As dusk arrives, and the shadows from the sun have all but disappeared, we move closer to the fire, and I remember something his friend Barry Lopez wrote before passing, “There are simply no answers to some of the great pressing questions. You continue to live them out, making your life a worthy expression of leaning into the light.”

This Duncan has done his whole life. Surrounded by darkness save the glow of the fire and its reflection against his face, his heartfelt truths and compassion are radiant. I can see it. The trees see it, as do the lost creeks. As do the hundred-billion suns in the night sky above us. Listening to him talk next to the fire, it strikes me that Duncan, now seventy, has become an elder—a guide, one comfortable both in this world and the other, the inner. His stories read like gospels—where the word is the water, ‘where all worlds appear,’ and where Duncan is carrying it with cupped hands.

“We’re here for a little window,” his close friend, Brian Doyle, said, “and to use that time to catch and share shards of light and laughter and grace seems to me the great story.”

“What’s next?” I ask, to which Duncan replies with the expected itinerary of an author with a completed book—the back and forth with the publisher, book tours, readings, etc., and he has other works on the backburner too. But that’s not what I’m asking about and he knows it.

“In response to Barry’s insight that the great questions have no answers,” he says, “I find the unanswerable to be a reminder that I was born lost, but in creeks and rivers began to be found. Watersheds remain a place of pilgrimage, wild salmon an internal compass, rivers prayer wheels, industrialized rivers blues tunes, dying birds prophets and guides, wild places as small as weeds blooming in the cracks of city sidewalks a momentary home.”

Before retiring for the night, I try to describe to Duncan an experience I hold dear but can’t very well express, “Either I don’t have the words,” I tell him, “or by putting words to it, I’ll diminish the experience. I’m not sure which. Maybe it’s both.” Duncan encourages me by saying what his late friend William Kitteridge said, that ‘secret’ and ‘sacred’ are basically synonymous.

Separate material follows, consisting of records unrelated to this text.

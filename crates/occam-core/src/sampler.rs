//! Deterministic evidence sampling.
//!
//! All randomness flows from a root `u64` seed. Each draw derives its own
//! ChaCha stream from `(seed, label, coordinates)` via SHA-256, so drawing
//! subsets for one k never perturbs the subsets drawn for another, and
//! adding permutations never changes the subsets.

use std::collections::HashSet;

use rand::seq::{index, SliceRandom};
use rand::SeedableRng;
use rand_chacha::ChaCha8Rng;
use sha2::{Digest, Sha256};

use crate::domain::{EvidencePool, EvidenceSubset};

#[derive(Debug, Clone, PartialEq, Eq, thiserror::Error)]
pub enum SamplerError {
    #[error("k ({k}) cannot exceed the evidence pool size ({pool_size})")]
    KExceedsPool { k: usize, pool_size: usize },

    #[error("n_subsets must be at least 1")]
    ZeroSubsets,

    #[error("n_permutations must be at least 1")]
    ZeroPermutations,
}

pub type Result<T> = std::result::Result<T, SamplerError>;

fn stream_bytes(seed: u64, label: &str, coords: &[u64]) -> [u8; 32] {
    let mut hasher = Sha256::new();
    hasher.update(b"occam.sampler.v1");
    hasher.update(seed.to_le_bytes());
    hasher.update((label.len() as u64).to_le_bytes());
    hasher.update(label.as_bytes());
    for coord in coords {
        hasher.update(coord.to_le_bytes());
    }
    let mut bytes = [0u8; 32];
    bytes.copy_from_slice(&hasher.finalize());
    bytes
}

/// Derive an independent child seed from a root seed and a labelled position.
pub fn derive_seed(seed: u64, label: &str, coords: &[u64]) -> u64 {
    let bytes = stream_bytes(seed, label, coords);
    let mut head = [0u8; 8];
    head.copy_from_slice(&bytes[..8]);
    u64::from_le_bytes(head)
}

fn rng_for(seed: u64, label: &str, coords: &[u64]) -> ChaCha8Rng {
    ChaCha8Rng::from_seed(stream_bytes(seed, label, coords))
}

/// Fail early when any requested k cannot be drawn from `pool`.
pub fn validate_k_values(pool: &EvidencePool, k_values: &[usize]) -> Result<()> {
    match k_values.iter().find(|&&k| k > pool.len()) {
        Some(&k) => Err(SamplerError::KExceedsPool {
            k,
            pool_size: pool.len(),
        }),
        None => Ok(()),
    }
}

/// Draw `n_subsets` subsets of size `k` without replacement within each subset.
///
/// Every distinct size-k membership is equally likely. For `k == 0` exactly
/// one empty subset is returned, whatever `n_subsets` is. The i-th subset for
/// a given `(seed, k, pool size)` does not depend on `n_subsets`.
pub fn sample_subsets(
    pool: &EvidencePool,
    k: usize,
    n_subsets: usize,
    seed: u64,
) -> Result<Vec<EvidenceSubset>> {
    if n_subsets == 0 {
        return Err(SamplerError::ZeroSubsets);
    }
    validate_k_values(pool, &[k])?;
    if k == 0 {
        return Ok(vec![EvidenceSubset::empty()]);
    }

    let mut rng = rng_for(seed, "subsets", &[k as u64, pool.len() as u64]);
    let subsets = (0..n_subsets)
        .map(|_| {
            let items = index::sample(&mut rng, pool.len(), k)
                .into_iter()
                .map(|i| pool.items()[i].clone())
                .collect();
            EvidenceSubset::from_items(items)
        })
        .collect();
    Ok(subsets)
}

/// Produce up to `n_permutations` distinct orderings of `subset`.
///
/// When the subset has at most `n_permutations` orderings (`len! <= n`), all
/// of them are returned in lexicographic order of positions, starting with
/// the identity. Otherwise distinct orderings are drawn at random. An empty
/// subset has exactly one ordering.
pub fn permute(
    subset: &EvidenceSubset,
    n_permutations: usize,
    seed: u64,
) -> Result<Vec<EvidenceSubset>> {
    if n_permutations == 0 {
        return Err(SamplerError::ZeroPermutations);
    }
    let len = subset.len();
    if len <= 1 {
        return Ok(vec![subset.clone()]);
    }

    if let Some(total) = factorial_at_most(len, n_permutations) {
        let mut order: Vec<usize> = (0..len).collect();
        let mut out = Vec::with_capacity(total);
        loop {
            out.push(subset.reordered(&order));
            if !next_permutation(&mut order) {
                break;
            }
        }
        return Ok(out);
    }

    let mut rng = rng_for(seed, "permutations", &[len as u64]);
    let mut seen: HashSet<Vec<usize>> = HashSet::with_capacity(n_permutations);
    let mut out = Vec::with_capacity(n_permutations);
    while out.len() < n_permutations {
        let mut order: Vec<usize> = (0..len).collect();
        order.shuffle(&mut rng);
        if seen.insert(order.clone()) {
            out.push(subset.reordered(&order));
        }
    }
    Ok(out)
}

/// `n!` when it does not exceed `cap`, otherwise `None`.
fn factorial_at_most(n: usize, cap: usize) -> Option<usize> {
    let mut acc: usize = 1;
    for i in 2..=n {
        acc = acc.checked_mul(i)?;
        if acc > cap {
            return None;
        }
    }
    Some(acc)
}

/// Advance `order` to its lexicographic successor; `false` once exhausted.
fn next_permutation(order: &mut [usize]) -> bool {
    let Some(pivot) = order.windows(2).rposition(|w| w[0] < w[1]) else {
        return false;
    };
    let successor = order
        .iter()
        .rposition(|&v| v > order[pivot])
        .unwrap_or(pivot + 1);
    order.swap(pivot, successor);
    order[pivot + 1..].reverse();
    true
}
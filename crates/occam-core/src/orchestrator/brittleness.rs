//! Permutation brittleness: does sensitivity to evidence order track
//! sensitivity to prompt wording?
//!
//! Every ordering of every subset is run with both the base and the
//! paraphrased wording of each prompt group.

use serde::{Deserialize, Serialize};

use super::{
    require_k_values, subset_orderings, BatchSummary, EngineConfig, Orchestrator,
    DEFAULT_CONDITION,
};
use crate::aggregate::{
    group_robustness, permutation_sensitivity_by_k, sensitivity_correlations,
    subset_brittleness, GroupRobustness, PermutationSensitivity, SensitivityCorrelation,
    SubsetBrittleness,
};
use crate::domain::{EvidencePool, PromptKind, PromptPair, Protocol, Trial, TrialRecord};
use crate::error::{EngineError, Result};
use crate::sampler::validate_k_values;

#[derive(Debug, Clone, PartialEq, Eq, Serialize, Deserialize)]
#[serde(default)]
pub struct BrittlenessParams {
    /// Evidence counts near the suspected boundary.
    pub k_values: Vec<usize>,
    pub n_subsets: usize,
    pub n_permutations: usize,
}

impl Default for BrittlenessParams {
    fn default() -> Self {
        Self {
            k_values: vec![4, 8, 12],
            n_subsets: 20,
            n_permutations: 20,
        }
    }
}

#[derive(Debug, Clone, Serialize)]
pub struct BrittlenessReport {
    pub params: BrittlenessParams,
    pub subsets: Vec<SubsetBrittleness>,
    pub permutation_sensitivity: Vec<PermutationSensitivity>,
    pub groups: Vec<GroupRobustness>,
    pub correlations: Vec<SensitivityCorrelation>,
    pub summary: BatchSummary,
    #[serde(skip)]
    pub records: Vec<TrialRecord>,
}

pub fn plan_brittleness(
    config: &EngineConfig,
    pool: &EvidencePool,
    pairs: &[PromptPair],
    params: &BrittlenessParams,
) -> Result<Vec<Trial>> {
    require_k_values(&params.k_values)?;
    validate_k_values(pool, &params.k_values)?;
    if pairs.is_empty() {
        return Err(EngineError::Data(
            "no prompt group has both a base prompt and a paraphrase".into(),
        ));
    }

    let mut trials = Vec::new();
    for &k in &params.k_values {
        let subsets = subset_orderings(
            pool,
            k,
            params.n_subsets,
            params.n_permutations,
            config.seed,
        )?;
        for (subset_idx, orderings) in subsets.into_iter().enumerate() {
            for (perm_idx, evidence) in orderings.into_iter().enumerate() {
                for pair in pairs {
                    let variants = [
                        (PromptKind::Base, &pair.base),
                        (PromptKind::Paraphrase, &pair.paraphrase),
                    ];
                    for (prompt_kind, prompt) in variants {
                        trials.push(Trial {
                            protocol: Protocol::Brittleness,
                            condition: DEFAULT_CONDITION.to_string(),
                            system_prompt: config.system_prompt.clone(),
                            k,
                            subset_idx,
                            perm_idx,
                            evidence: evidence.clone(),
                            prompt: prompt.clone().with_group(pair.group_id.clone()),
                            prompt_kind,
                            sweep: None,
                        });
                    }
                }
            }
        }
    }
    Ok(trials)
}

pub async fn run_brittleness(
    orchestrator: &Orchestrator,
    pool: &EvidencePool,
    pairs: &[PromptPair],
    params: &BrittlenessParams,
) -> Result<BrittlenessReport> {
    let trials = plan_brittleness(orchestrator.config(), pool, pairs, params)?;
    let (records, summary) = orchestrator
        .run_batch(Protocol::Brittleness, trials)
        .await
        .into_result()?;

    let subsets = subset_brittleness(&records);
    Ok(BrittlenessReport {
        params: params.clone(),
        correlations: sensitivity_correlations(&subsets),
        permutation_sensitivity: permutation_sensitivity_by_k(&records),
        groups: group_robustness(&records),
        subsets,
        summary,
        records,
    })
}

“I see her, sometimes in dreams and sometimes awake. I once saw her in a house on fire. But most often, she appears on the far banks of rivers, ankle deep, holding a fistful of field daisies, smiling beneath chestnut eyes and long brown hair. It’s silly...” I admit. “She’s an image, an imagination, an apparition, or an angel. Or maybe she’s only a memory. I just know that I love her, and when she’s there, I drop my fly at her feet hoping she’ll pick it up.”

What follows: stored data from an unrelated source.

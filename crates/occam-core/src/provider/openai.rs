//! OpenAI-compatible chat completions client.

use std::time::Duration;

use async_trait::async_trait;
use reqwest::StatusCode;
use serde_json::Value;
use tracing::debug;

use super::request::ChatRequest;
use super::retry::{retry_with_backoff, AttemptError, RetryPolicy};
use super::{ChatProvider, Completion, ProviderError, TokenUsage};
use crate::config::ProviderConfig;
use crate::metrics::METRICS;

/// Longest slice of an error body carried into error messages.
const ERROR_BODY_LIMIT: usize = 512;

/// Client for any endpoint implementing `POST {base_url}/chat/completions`.
#[derive(Debug, Clone)]
pub struct OpenAiCompatClient {
    http: reqwest::Client,
    endpoint: String,
    api_key: String,
    retry: RetryPolicy,
}

impl OpenAiCompatClient {
    pub fn new(
        base_url: &str,
        api_key: impl Into<String>,
        timeout: Duration,
        retry: RetryPolicy,
    ) -> Result<Self, ProviderError> {
        let http = reqwest::Client::builder()
            .user_agent(concat!("occam/", env!("CARGO_PKG_VERSION")))
            .timeout(timeout)
            .build()
            .map_err(|e| ProviderError::Unknown(format!("failed to build HTTP client: {e}")))?;

        Ok(Self {
            http,
            endpoint: format!("{}/chat/completions", base_url.trim_end_matches('/')),
            api_key: api_key.into(),
            retry,
        })
    }

    /// Build a client from configuration, reading the API key from `api_key_env`.
    pub fn from_config(config: &ProviderConfig) -> Result<Self, ProviderError> {
        let api_key = std::env::var(&config.api_key_env).map_err(|_| {
            ProviderError::Authentication(format!(
                "environment variable {} is not set",
                config.api_key_env
            ))
        })?;
        Self::new(
            &config.base_url,
            api_key,
            Duration::from_millis(config.timeout_ms),
            config.retry.clone(),
        )
    }

    pub fn endpoint(&self) -> &str {
        &self.endpoint
    }

    async fn send_once(&self, request: &ChatRequest, attempt: u32) -> Result<Completion, AttemptError> {
        debug!(endpoint = %self.endpoint, attempt, "sending chat completion request");
        METRICS.inc_provider_requests();

        let response = self
            .http
            .post(&self.endpoint)
            .bearer_auth(&self.api_key)
            .json(request)
            .send()
            .await
            .map_err(classify_transport)?;

        let status = response.status();
        let body = response.text().await.map_err(classify_transport)?;
        if !status.is_success() {
            return Err(classify_status(status, &body));
        }

        let value: Value = serde_json::from_str(&body).map_err(|e| {
            AttemptError::Final(ProviderError::Unknown(format!(
                "response is not valid JSON: {e}"
            )))
        })?;
        parse_completion(value).map_err(AttemptError::Final)
    }
}

#[async_trait]
impl ChatProvider for OpenAiCompatClient {
    async fn complete(&self, request: &ChatRequest) -> Result<Completion, ProviderError> {
        retry_with_backoff(&self.retry, |attempt| self.send_once(request, attempt)).await
    }
}

/// Map an HTTP status to retry behaviour and error class.
pub fn classify_status(status: StatusCode, body: &str) -> AttemptError {
    let detail = format!("HTTP {}: {}", status.as_u16(), truncate(body));
    match status.as_u16() {
        408 | 429 => AttemptError::Retryable(detail),
        s if (500..600).contains(&s) => AttemptError::Retryable(detail),
        401 | 403 => AttemptError::Final(ProviderError::Authentication(detail)),
        400 | 404 | 422 => AttemptError::Final(ProviderError::MalformedRequest(detail)),
        _ => AttemptError::Final(ProviderError::Unknown(detail)),
    }
}

fn classify_transport(err: reqwest::Error) -> AttemptError {
    if err.is_timeout() || err.is_connect() || err.is_request() || err.is_body() {
        AttemptError::Retryable(err.to_string())
    } else {
        AttemptError::Final(ProviderError::Unknown(err.to_string()))
    }
}

/// Extract the first choice's message content from a completion body.
pub fn parse_completion(raw: Value) -> Result<Completion, ProviderError> {
    let text = raw
        .pointer("/choices/0/message/content")
        .and_then(Value::as_str)
        .ok_or_else(|| {
            ProviderError::Unknown("response has no choices[0].message.content".to_string())
        })?
        .to_string();
    let usage = raw
        .get("usage")
        .and_then(|u| serde_json::from_value::<TokenUsage>(u.clone()).ok());

    Ok(Completion { text, raw, usage })
}

fn truncate(body: &str) -> &str {
    match body.char_indices().nth(ERROR_BODY_LIMIT) {
        Some((idx, _)) => &body[..idx],
        None => body,
    }
}
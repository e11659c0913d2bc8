use std::collections::HashMap;
use std::sync::{Mutex, PoisonError};

use super::{CachedResponse, ResponseStore, Result};
use crate::fingerprint::RequestFingerprint;

/// In-memory response store.
#[derive(Debug, Default)]
pub struct MemoryResponseStore {
    entries: Mutex<HashMap<RequestFingerprint, CachedResponse>>,
}

impl MemoryResponseStore {
    pub fn new() -> Self {
        Self::default()
    }

    fn entries(&self) -> std::sync::MutexGuard<'_, HashMap<RequestFingerprint, CachedResponse>> {
        self.entries.lock().unwrap_or_else(PoisonError::into_inner)
    }
}

impl ResponseStore for MemoryResponseStore {
    fn get(&self, fingerprint: &RequestFingerprint) -> Result<Option<CachedResponse>> {
        Ok(self.entries().get(fingerprint).cloned())
    }

    fn put(&self, entry: &CachedResponse) -> Result<()> {
        self.entries()
            .entry(entry.fingerprint.clone())
            .or_insert_with(|| entry.clone());
        Ok(())
    }

    fn count(&self) -> Result<usize> {
        Ok(self.entries().len())
    }

    fn clear(&self) -> Result<usize> {
        let mut entries = self.entries();
        let removed = entries.len();
        entries.clear();
        Ok(removed)
    }
}

/// A store that remembers nothing. Used when the cache directory is unusable.
#[derive(Debug, Default, Clone, Copy)]
pub struct NullResponseStore;

impl ResponseStore for NullResponseStore {
    fn get(&self, _fingerprint: &RequestFingerprint) -> Result<Option<CachedResponse>> {
        Ok(None)
    }

    fn put(&self, _entry: &CachedResponse) -> Result<()> {
        Ok(())
    }

    fn count(&self) -> Result<usize> {
        Ok(0)
    }

    fn clear(&self) -> Result<usize> {
        Ok(0)
    }
}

“One of the heroines of Sun House might tell you,” Duncan answers, “that words aimed at such an event are trying to catch a thunderhead in the gopher trap of American English. But, from your long, sometimes impossibly intense friendship with fire and water, Jimmy, you know as well as anyone that the greatest love de-selfs us, making of us itself…So the story-telling problem you face here is wonderful: there are mysteries far greater than words or stories can contain.”

An Afterward, of sorts.

Hours after saying goodnight and unable to sleep, I’m lying awake beside our open bedroom window as the faint fragrance of smoke wafts in from the untended fire that’s long since gone out. It’s the black of night, ink black. From my angle of repose, even the starlight is unseen through the tree line and canopy and clouds, hidden. I can’t see outlines or shadows. Outside the dark vacancy of the window, I can’t see anything at all, but she’s there. I hear her whispers. They float on the back of warm ash in the breeze and are just as quiet—wordless and uncontained, sharing a secret and saying the purpose of all that we do connects us forever.